**Given records**
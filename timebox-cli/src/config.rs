//! Supervisor Configuration
//!
//! Optional TOML file plus command-line overrides. Every field has a default,
//! so an empty file (or none at all) is a valid configuration.

use serde::{Deserialize, Serialize};
use std::path::{Path, PathBuf};
use std::time::Duration;
use thiserror::Error;

#[derive(Debug, Error)]
pub enum ConfigError {
    #[error("failed to read config file {path}: {source}")]
    Read {
        path: PathBuf,
        #[source]
        source: std::io::Error,
    },

    #[error("failed to parse config file {path}: {source}")]
    Parse {
        path: PathBuf,
        #[source]
        source: toml::de::Error,
    },

    #[error("invalid port range {start}..={end}")]
    InvalidPortRange { start: u16, end: u16 },

    #[error("max_spawn_attempts must be at least 1")]
    NoSpawnAttempts,
}

#[derive(Debug, Clone, PartialEq, Eq, Serialize, Deserialize)]
#[serde(default, deny_unknown_fields)]
pub struct SupervisorConfig {
    pub host: String,
    pub port_range_start: u16,
    pub port_range_end: u16,
    /// Ports tried before giving up on starting a worker
    pub max_spawn_attempts: u32,
    /// How long a fresh worker must stay alive to count as started
    pub startup_grace_ms: u64,
    pub respawn_pause_ms: u64,
    pub connect_timeout_ms: u64,
    /// 0 disables the limit
    pub problem_timeout_ms: u64,
    /// 0 disables the limit
    pub method_timeout_ms: u64,
    /// Pass worker stderr through
    pub debug: bool,
}

impl Default for SupervisorConfig {
    fn default() -> Self {
        Self {
            host: "127.0.0.1".to_string(),
            port_range_start: 1707,
            port_range_end: 1783,
            max_spawn_attempts: 77,
            startup_grace_ms: 100,
            respawn_pause_ms: 100,
            connect_timeout_ms: 2000,
            problem_timeout_ms: 5000,
            method_timeout_ms: 1000,
            debug: false,
        }
    }
}

impl SupervisorConfig {
    pub fn from_file(path: &Path) -> Result<Self, ConfigError> {
        let text = std::fs::read_to_string(path).map_err(|source| ConfigError::Read {
            path: path.to_path_buf(),
            source,
        })?;
        let config: Self = toml::from_str(&text).map_err(|source| ConfigError::Parse {
            path: path.to_path_buf(),
            source,
        })?;
        config.validate()?;
        Ok(config)
    }

    /// Defaults when `path` is `None`
    pub fn load(path: Option<&Path>) -> Result<Self, ConfigError> {
        match path {
            Some(path) => Self::from_file(path),
            None => Ok(Self::default()),
        }
    }

    pub fn validate(&self) -> Result<(), ConfigError> {
        if self.port_range_start == 0 || self.port_range_start > self.port_range_end {
            return Err(ConfigError::InvalidPortRange {
                start: self.port_range_start,
                end: self.port_range_end,
            });
        }
        if self.max_spawn_attempts == 0 {
            return Err(ConfigError::NoSpawnAttempts);
        }
        Ok(())
    }

    pub fn startup_grace(&self) -> Duration {
        Duration::from_millis(self.startup_grace_ms)
    }

    pub fn respawn_pause(&self) -> Duration {
        Duration::from_millis(self.respawn_pause_ms)
    }

    pub fn connect_timeout(&self) -> Duration {
        Duration::from_millis(self.connect_timeout_ms)
    }

    pub fn problem_timeout(&self) -> Option<Duration> {
        non_zero_millis(self.problem_timeout_ms)
    }

    pub fn method_timeout(&self) -> Option<Duration> {
        non_zero_millis(self.method_timeout_ms)
    }

    /// Longest wait for any reply before the worker counts as unresponsive.
    ///
    /// `None` while either request limit is disabled, since a request may
    /// then legitimately run forever.
    pub fn reply_timeout(&self) -> Option<Duration> {
        let limit = self.problem_timeout()?.max(self.method_timeout()?);
        Some(limit + self.connect_timeout())
    }

    /// Port after `port`, wrapping back to the start of the range
    pub fn next_port(&self, port: u16) -> u16 {
        if port >= self.port_range_end || port < self.port_range_start {
            self.port_range_start
        } else {
            port + 1
        }
    }
}

fn non_zero_millis(ms: u64) -> Option<Duration> {
    (ms > 0).then(|| Duration::from_millis(ms))
}

#[cfg(test)]
mod tests {
    use super::*;
    use std::io::Write;

    #[test]
    fn test_defaults_are_valid() {
        let config = SupervisorConfig::default();
        config.validate().unwrap();
        assert_eq!(config.method_timeout(), Some(Duration::from_secs(1)));
        assert_eq!(config.problem_timeout(), Some(Duration::from_secs(5)));
    }

    #[test]
    fn test_next_port_wraps() {
        let config = SupervisorConfig::default();
        assert_eq!(config.next_port(1707), 1708);
        assert_eq!(config.next_port(1782), 1783);
        assert_eq!(config.next_port(1783), 1707);
        assert_eq!(config.next_port(80), 1707);
    }

    #[test]
    fn test_reply_timeout() {
        let config = SupervisorConfig::default();
        assert_eq!(config.reply_timeout(), Some(Duration::from_millis(7000)));

        let unbounded = SupervisorConfig {
            method_timeout_ms: 0,
            ..SupervisorConfig::default()
        };
        assert_eq!(unbounded.reply_timeout(), None);
    }

    #[test]
    fn test_load_partial_file() {
        let mut file = tempfile::NamedTempFile::new().unwrap();
        writeln!(file, "port_range_start = 2000").unwrap();
        writeln!(file, "port_range_end = 2010").unwrap();
        writeln!(file, "method_timeout_ms = 0").unwrap();

        let config = SupervisorConfig::load(Some(file.path())).unwrap();
        assert_eq!(config.port_range_start, 2000);
        assert_eq!(config.port_range_end, 2010);
        assert_eq!(config.method_timeout(), None);
        assert_eq!(config.host, "127.0.0.1");
    }

    #[test]
    fn test_unknown_key_rejected() {
        let mut file = tempfile::NamedTempFile::new().unwrap();
        writeln!(file, "prot = 1").unwrap();
        assert!(matches!(
            SupervisorConfig::from_file(file.path()),
            Err(ConfigError::Parse { .. })
        ));
    }

    #[test]
    fn test_invalid_range_rejected() {
        let mut file = tempfile::NamedTempFile::new().unwrap();
        writeln!(file, "port_range_start = 3000").unwrap();
        writeln!(file, "port_range_end = 2000").unwrap();
        assert!(matches!(
            SupervisorConfig::from_file(file.path()),
            Err(ConfigError::InvalidPortRange { start: 3000, end: 2000 })
        ));

        let config = SupervisorConfig {
            max_spawn_attempts: 0,
            ..SupervisorConfig::default()
        };
        assert!(matches!(config.validate(), Err(ConfigError::NoSpawnAttempts)));
    }

    #[test]
    fn test_missing_file() {
        let err = SupervisorConfig::load(Some(Path::new("/nonexistent/timebox.toml"))).unwrap_err();
        assert!(matches!(err, ConfigError::Read { .. }));
    }
}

**Work task**
How many lines in the entries include the string "Serialize"? Answer with the number alone.

**Answer space**
2